Look through the listing below and report how many lines contain "contactbook", as a bare number.

===== RECORDS SUPPLIED

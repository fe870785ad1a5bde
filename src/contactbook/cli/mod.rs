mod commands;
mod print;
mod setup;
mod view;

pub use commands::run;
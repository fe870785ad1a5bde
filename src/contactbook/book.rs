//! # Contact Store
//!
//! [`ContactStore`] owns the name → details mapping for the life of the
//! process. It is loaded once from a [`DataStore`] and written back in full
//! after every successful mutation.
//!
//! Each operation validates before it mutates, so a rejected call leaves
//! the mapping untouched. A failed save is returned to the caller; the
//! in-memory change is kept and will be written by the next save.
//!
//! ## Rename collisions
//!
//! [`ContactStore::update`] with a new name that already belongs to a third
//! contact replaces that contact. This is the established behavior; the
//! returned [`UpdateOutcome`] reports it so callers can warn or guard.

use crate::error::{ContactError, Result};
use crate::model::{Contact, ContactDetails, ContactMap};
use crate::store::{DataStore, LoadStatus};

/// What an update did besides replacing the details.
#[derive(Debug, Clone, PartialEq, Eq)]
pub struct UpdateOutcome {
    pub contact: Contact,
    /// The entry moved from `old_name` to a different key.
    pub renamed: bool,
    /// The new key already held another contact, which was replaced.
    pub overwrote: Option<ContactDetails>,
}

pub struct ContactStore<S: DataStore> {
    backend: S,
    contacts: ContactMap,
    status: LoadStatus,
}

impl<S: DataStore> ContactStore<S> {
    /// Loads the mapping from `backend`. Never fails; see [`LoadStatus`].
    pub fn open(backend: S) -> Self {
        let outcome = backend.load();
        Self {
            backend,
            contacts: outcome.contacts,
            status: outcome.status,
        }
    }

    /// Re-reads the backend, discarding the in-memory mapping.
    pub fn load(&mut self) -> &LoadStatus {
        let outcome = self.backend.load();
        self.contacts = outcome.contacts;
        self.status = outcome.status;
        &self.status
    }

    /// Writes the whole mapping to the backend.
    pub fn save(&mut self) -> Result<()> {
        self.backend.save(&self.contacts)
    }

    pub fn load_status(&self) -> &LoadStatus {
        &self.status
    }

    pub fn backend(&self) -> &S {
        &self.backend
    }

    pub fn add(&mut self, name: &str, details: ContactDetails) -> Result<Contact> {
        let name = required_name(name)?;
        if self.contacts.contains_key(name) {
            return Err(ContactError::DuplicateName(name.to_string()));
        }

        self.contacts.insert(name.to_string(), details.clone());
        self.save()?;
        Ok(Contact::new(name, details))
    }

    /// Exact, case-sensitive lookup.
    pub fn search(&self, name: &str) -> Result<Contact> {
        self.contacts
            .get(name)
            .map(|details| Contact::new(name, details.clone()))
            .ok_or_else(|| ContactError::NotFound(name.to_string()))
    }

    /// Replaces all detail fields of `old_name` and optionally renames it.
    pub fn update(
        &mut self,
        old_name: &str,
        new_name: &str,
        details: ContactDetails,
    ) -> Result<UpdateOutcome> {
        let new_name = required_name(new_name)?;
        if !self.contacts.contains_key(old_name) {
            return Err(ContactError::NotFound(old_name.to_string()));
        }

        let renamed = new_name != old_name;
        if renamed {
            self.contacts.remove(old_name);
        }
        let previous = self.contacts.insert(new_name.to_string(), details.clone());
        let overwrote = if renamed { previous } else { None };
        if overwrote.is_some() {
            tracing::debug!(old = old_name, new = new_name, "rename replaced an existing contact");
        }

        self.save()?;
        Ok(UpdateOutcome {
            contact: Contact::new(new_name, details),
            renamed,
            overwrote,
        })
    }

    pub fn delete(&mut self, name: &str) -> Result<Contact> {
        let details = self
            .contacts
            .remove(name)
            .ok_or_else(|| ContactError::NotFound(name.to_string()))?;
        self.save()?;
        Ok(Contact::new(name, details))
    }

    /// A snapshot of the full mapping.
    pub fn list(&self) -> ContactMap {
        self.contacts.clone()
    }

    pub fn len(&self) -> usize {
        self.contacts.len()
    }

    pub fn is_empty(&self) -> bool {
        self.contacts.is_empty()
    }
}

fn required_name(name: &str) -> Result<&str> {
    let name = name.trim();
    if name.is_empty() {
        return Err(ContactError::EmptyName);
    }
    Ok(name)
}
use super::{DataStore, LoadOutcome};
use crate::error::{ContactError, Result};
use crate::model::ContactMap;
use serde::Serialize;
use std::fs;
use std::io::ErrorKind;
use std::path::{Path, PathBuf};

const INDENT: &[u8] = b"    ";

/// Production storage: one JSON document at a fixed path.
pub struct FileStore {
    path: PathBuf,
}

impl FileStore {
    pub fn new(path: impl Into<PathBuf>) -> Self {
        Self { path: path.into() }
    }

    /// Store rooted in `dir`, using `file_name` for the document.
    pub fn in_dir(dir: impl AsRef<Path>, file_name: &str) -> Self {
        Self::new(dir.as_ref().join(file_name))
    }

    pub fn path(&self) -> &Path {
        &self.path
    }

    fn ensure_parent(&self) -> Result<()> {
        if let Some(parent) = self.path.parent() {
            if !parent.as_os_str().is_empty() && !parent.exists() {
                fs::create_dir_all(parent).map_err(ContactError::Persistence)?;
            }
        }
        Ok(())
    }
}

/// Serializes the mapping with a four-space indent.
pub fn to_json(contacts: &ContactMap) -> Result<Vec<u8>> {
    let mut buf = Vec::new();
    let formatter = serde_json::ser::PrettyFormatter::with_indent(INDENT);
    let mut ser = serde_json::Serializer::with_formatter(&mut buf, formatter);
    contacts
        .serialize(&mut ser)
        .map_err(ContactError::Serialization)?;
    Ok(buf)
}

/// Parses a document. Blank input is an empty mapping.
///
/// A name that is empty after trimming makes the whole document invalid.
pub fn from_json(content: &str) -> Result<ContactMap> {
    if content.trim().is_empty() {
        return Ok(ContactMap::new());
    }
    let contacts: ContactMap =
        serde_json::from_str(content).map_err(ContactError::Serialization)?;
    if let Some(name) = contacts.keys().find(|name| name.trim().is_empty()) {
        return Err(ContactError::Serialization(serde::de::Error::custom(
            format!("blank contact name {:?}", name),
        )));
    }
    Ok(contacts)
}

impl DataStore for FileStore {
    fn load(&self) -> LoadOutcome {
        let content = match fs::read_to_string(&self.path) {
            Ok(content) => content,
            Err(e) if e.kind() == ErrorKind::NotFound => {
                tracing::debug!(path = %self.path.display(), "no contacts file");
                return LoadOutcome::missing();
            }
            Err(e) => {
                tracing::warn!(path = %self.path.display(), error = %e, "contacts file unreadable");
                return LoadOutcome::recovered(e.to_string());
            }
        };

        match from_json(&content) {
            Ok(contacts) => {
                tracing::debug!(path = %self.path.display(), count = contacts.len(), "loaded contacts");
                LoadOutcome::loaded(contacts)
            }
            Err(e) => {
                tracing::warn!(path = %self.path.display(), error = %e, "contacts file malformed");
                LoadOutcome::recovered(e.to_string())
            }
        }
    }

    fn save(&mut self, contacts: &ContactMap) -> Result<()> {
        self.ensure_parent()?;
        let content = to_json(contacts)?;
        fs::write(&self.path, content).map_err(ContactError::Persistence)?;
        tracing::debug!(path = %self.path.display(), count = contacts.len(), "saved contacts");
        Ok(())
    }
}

==========

SOLUTION TO THIS TASK: 2